Because of his illness, Max and Anna seem to live in their own world. Anna homeschools Max after Ian and Adam have gone to bed. They bake cookies in the wee hours, and Max runs around in the moonlight for recess time. Anna adores Max but she fears for his --- and her own --- isolation. Anna has had to give up so much for Max, even her old identity as an artist. When Anna learns of a special summer camp --- Camp Luna --- for XP kids and their families, she is eager to help Max get to know other children with the same condition.
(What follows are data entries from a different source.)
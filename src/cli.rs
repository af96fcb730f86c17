use anyhow::bail;
use pico_args::Arguments;
use std::path::PathBuf;

#[derive(Debug, PartialEq)]
pub enum Command {
    Help,
    Version,
    Build {
        tournament: Option<PathBuf>,
    },
    Favorites {
        tournament: Option<PathBuf>,
    },
    Propagate {
        tournament: Option<PathBuf>,
        picks: PathBuf,
    },
    Validate {
        tournament: Option<PathBuf>,
        picks: PathBuf,
        /// Kept raw so a non-numeric value reaches the validator instead of failing here.
        tie_breaker: Option<String>,
        config: Option<PathBuf>,
    },
}

pub fn parse(mut args: Arguments) -> anyhow::Result<Command> {
    // Help and version win over everything else on the line.
    if args.contains(["-h", "--help"]) {
        return Ok(Command::Help);
    }
    if args.contains(["-V", "--version"]) {
        return Ok(Command::Version);
    }

    let command = match args.subcommand()?.as_deref() {
        None => Command::Help,
        Some("build") => Command::Build {
            tournament: args.opt_value_from_str("--tournament")?,
        },
        Some("favorites") => Command::Favorites {
            tournament: args.opt_value_from_str("--tournament")?,
        },
        Some("propagate") => Command::Propagate {
            tournament: args.opt_value_from_str("--tournament")?,
            picks: args.value_from_str("--picks")?,
        },
        Some("validate") => Command::Validate {
            tournament: args.opt_value_from_str("--tournament")?,
            picks: args.value_from_str("--picks")?,
            tie_breaker: args.opt_value_from_str("--tie-breaker")?,
            config: args.opt_value_from_str("--config")?,
        },
        Some(other) => bail!("Unknown command: {other}"),
    };

    let rest = args.finish();
    if !rest.is_empty() {
        bail!("Unexpected arguments: {rest:?}");
    }

    Ok(command)
}

pub fn usage_text() -> &'static str {
    "pickem - build, fill in, and check 64-team tournament brackets

Usage:
  pickem build      [--tournament FILE]
  pickem favorites  [--tournament FILE]
  pickem propagate  --picks FILE [--tournament FILE]
  pickem validate   --picks FILE --tie-breaker N [--config FILE] [--tournament FILE]
  pickem --help
  pickem --version

Commands:
  build       Print the empty bracket for the field
  favorites   Print a complete set of picks where the better seed always wins
  propagate   Print the bracket with picks carried forward, plus progress
  validate    Check a submission; exits with status 1 when it is rejected

Environment:
  PICKEM_TOURNAMENT_JSON   Tournament field used when --tournament is omitted
                           (default: embedded 2025 field)
  PICKEM_SITE_CONFIG       Site config used when --config is omitted
  RUST_LOG                 Log filter, e.g. RUST_LOG=debug"
}

#[cfg(test)]
mod tests {
    use super::*;
    use std::ffi::OsString;

    fn args(list: &[&str]) -> Arguments {
        Arguments::from_vec(list.iter().map(OsString::from).collect())
    }

    #[test]
    fn no_arguments_prints_help() {
        assert_eq!(parse(args(&[])).unwrap(), Command::Help);
    }

    #[test]
    fn help_wins_over_subcommand() {
        assert_eq!(parse(args(&["validate", "--help"])).unwrap(), Command::Help);
        assert_eq!(parse(args(&["-V"])).unwrap(), Command::Version);
    }

    #[test]
    fn validate_collects_all_options() {
        let command = parse(args(&[
            "validate",
            "--picks",
            "picks.json",
            "--tie-breaker",
            "abc",
            "--config",
            "site.json",
        ]))
        .unwrap();
        assert_eq!(
            command,
            Command::Validate {
                tournament: None,
                picks: PathBuf::from("picks.json"),
                tie_breaker: Some("abc".into()),
                config: Some(PathBuf::from("site.json")),
            }
        );
    }

    #[test]
    fn propagate_requires_picks() {
        assert!(parse(args(&["propagate", "--tournament", "field.json"])).is_err());
    }

    #[test]
    fn unknown_command_and_stray_arguments_are_rejected() {
        assert!(parse(args(&["score"])).is_err());
        assert!(parse(args(&["build", "extra"])).is_err());
    }
}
Over midnight swims and starlit canoe rides, Anna discovers her own awakening of sorts, as she becomes undeniably attracted to Hal, the charismatic camp director. Hal seems to know Anna for herself, her identity outside that of wife and mother. Anna responds warmly to Hal's recognition of her artistic talents and her beauty, even as her time at camp causes her to remember her younger, unattached self and to grow apart from the family that brought her there in the first place.

Elizabeth Graver does a masterful job of letting her readers inside Anna's deepest, most personal thoughts. Because the narrative is so rigorously focused on Anna's inner world, it is sometimes repetitive, as Anna struggles to come to terms with her own preoccupations. It is also sometimes painful to read, as when Anna raises questions about her own fitness as a mother and about her conflicted feelings over giving birth to a seriously ill child. Sometimes, being inside Anna's head makes for a claustrophic reading experience --- the reader comes away from this novel knowing Anna deeply but longing for a little more understanding of her husband and her children. Anna's painter's eye, though, lends a beauty to all she sees, and the images of Camp Luna, which comes alive only at night, are luminous and lovely.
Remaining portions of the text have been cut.